One thing where vinyl beats cd is the cover size. Of course, vinyls need space if you have a lot of them, but the information and the emotional aspect of handling the cover, it’s almost like shaking hands with the artist. You get closer to them. 
 
So, I was 17, and I was living in Western Finland in the middle of an agrarian flat, known earlier as the bottom of the sea which now, after the ice age, is rising 5 mm in a year. Pop music was extremely rare on the radio. There were two channels, one for serious music and things like that, the other was for common people, almost funny ones. But please remember that people between 12-20 didn’t really exist for radio management, it was still in the ice age. And then there were minorities with their occult hobbies.

Again, I was handling the cover you know now. Turning it front and back, open and close, reading the text as much as my English did bend to it, more or less hypnotized from the music. Then there was the photo, with a monument where the players were hiding or just stepping out. Oh how far they are! Wish could visit that place! For a 17 years old person such a thing was like a flight to the moon. England is so far, three times around the world and only rich people here could afford to fly - and then they go to Mallorca... And if I ever get to England I surely will get lost. And where is that monument, if it is a grave there must be a graveyard, or thousands of them! Not for me! A desperate case.
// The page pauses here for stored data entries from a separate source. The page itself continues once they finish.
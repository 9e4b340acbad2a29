use jonah_game::{
    ChapterId, INTRO_SEEN_KEY, JourneyController, KeyValueStore, PROGRESS_KEY, Progress,
};
use jonah_web::dom;
use jonah_web::storage::BrowserStore;
use wasm_bindgen_test::*;

fn clear() {
    let store = BrowserStore;
    store.remove_item(PROGRESS_KEY).expect("remove progress");
    store.remove_item(INTRO_SEEN_KEY).expect("remove intro flag");
}

#[wasm_bindgen_test]
fn browser_store_roundtrips_values() {
    clear();
    let store = BrowserStore;
    assert_eq!(store.get_item(PROGRESS_KEY).expect("read"), None);
    store.set_item(PROGRESS_KEY, "{}").expect("write");
    assert_eq!(store.get_item(PROGRESS_KEY).expect("read").as_deref(), Some("{}"));
    store.remove_item(PROGRESS_KEY).expect("remove");
    assert_eq!(store.get_item(PROGRESS_KEY).expect("read"), None);
}

#[wasm_bindgen_test]
fn journey_progress_lands_in_local_storage() {
    clear();
    let mut journey = JourneyController::with_bundled_assets(BrowserStore);
    journey.finish_intro();
    journey.chapter_completed(1).expect("complete chapter 1");
    journey.flush().expect("flush");

    let storage = dom::local_storage().expect("localStorage");
    let raw = storage
        .get_item(PROGRESS_KEY)
        .expect("read progress")
        .expect("progress stored");
    let stored = Progress::from_json(&raw).expect("valid progress");
    assert!(stored.is_completed(ChapterId::FIRST));
    assert_eq!(
        storage.get_item(INTRO_SEEN_KEY).expect("read flag").as_deref(),
        Some("true")
    );

    journey.restart();
    assert_eq!(storage.get_item(PROGRESS_KEY).expect("read"), None);
    assert_eq!(storage.get_item(INTRO_SEEN_KEY).expect("read"), None);
}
But the years will roll. Inevitably. We are in 2019 in this story, now. Thanks to the internet and Wikipedia, sources and sites I found the name of the graveyard and got the name of the monument. I had found England earlier and the City of London in it, too.
London is an interesting town with all the layers the history had left there. I was travelling with my now ex-lady and had spent a couple of days in the town enjoying its arts and taps. After leaving the town, the metro rattled in a narrow gap through sleepy suburbs like in some Ghibli movies. Old dirty cables were hanging on the sides like lianas in the jungle. The car was almost empty. Now I was sure it will happen. 
 

Kensal Green cemetery is one of the Magnificent Seven cemeteries in London (I've seen two of them now). And what a relief, the grave was quite easy to find, thanks to the officer of the cemetery and the map she gave. The very moon of this story is the grave of Charles Spencer Ricketts (1788–1867). 
We landed at the cemetery on the 16th of September, at last. I felt excited when starting to walk the paths of the place. And finally, there it was!
 
 
The grave was smaller than I expected but it stood out of the area in its pale colour and strong decorations. Looked like it was ready to take a walk. Unfortunately I forgot to say something immortal like... “this is one small step for mankind but one giant leap for man”, but just something like “siälä se on!” (there it is! in Finnish) directed to my partner. 
However, it was unbelievable that it had been waiting for me all this time!"
 
Mauri Kankaanpää
 



Other stuff in this archive about the Kensal Green cemetery:

https://ghettoraga.blogspot.com/2017/06/ray-stevensons-memories-on-kensal-green.html

https://ghettoraga.blogspot.com/2010/01/teb-first-photo-session-by-ray_30.html

https://ghettoraga.blogspot.com/2017/08/original-contacts-from-first-1969-teb.html
 

no©2023 LucaChinoFerrari (unless you intend to make a profit. In which case, ask first)

December 29, 2017

Born in Canterbury...? Where the Third Ear Band actually was from...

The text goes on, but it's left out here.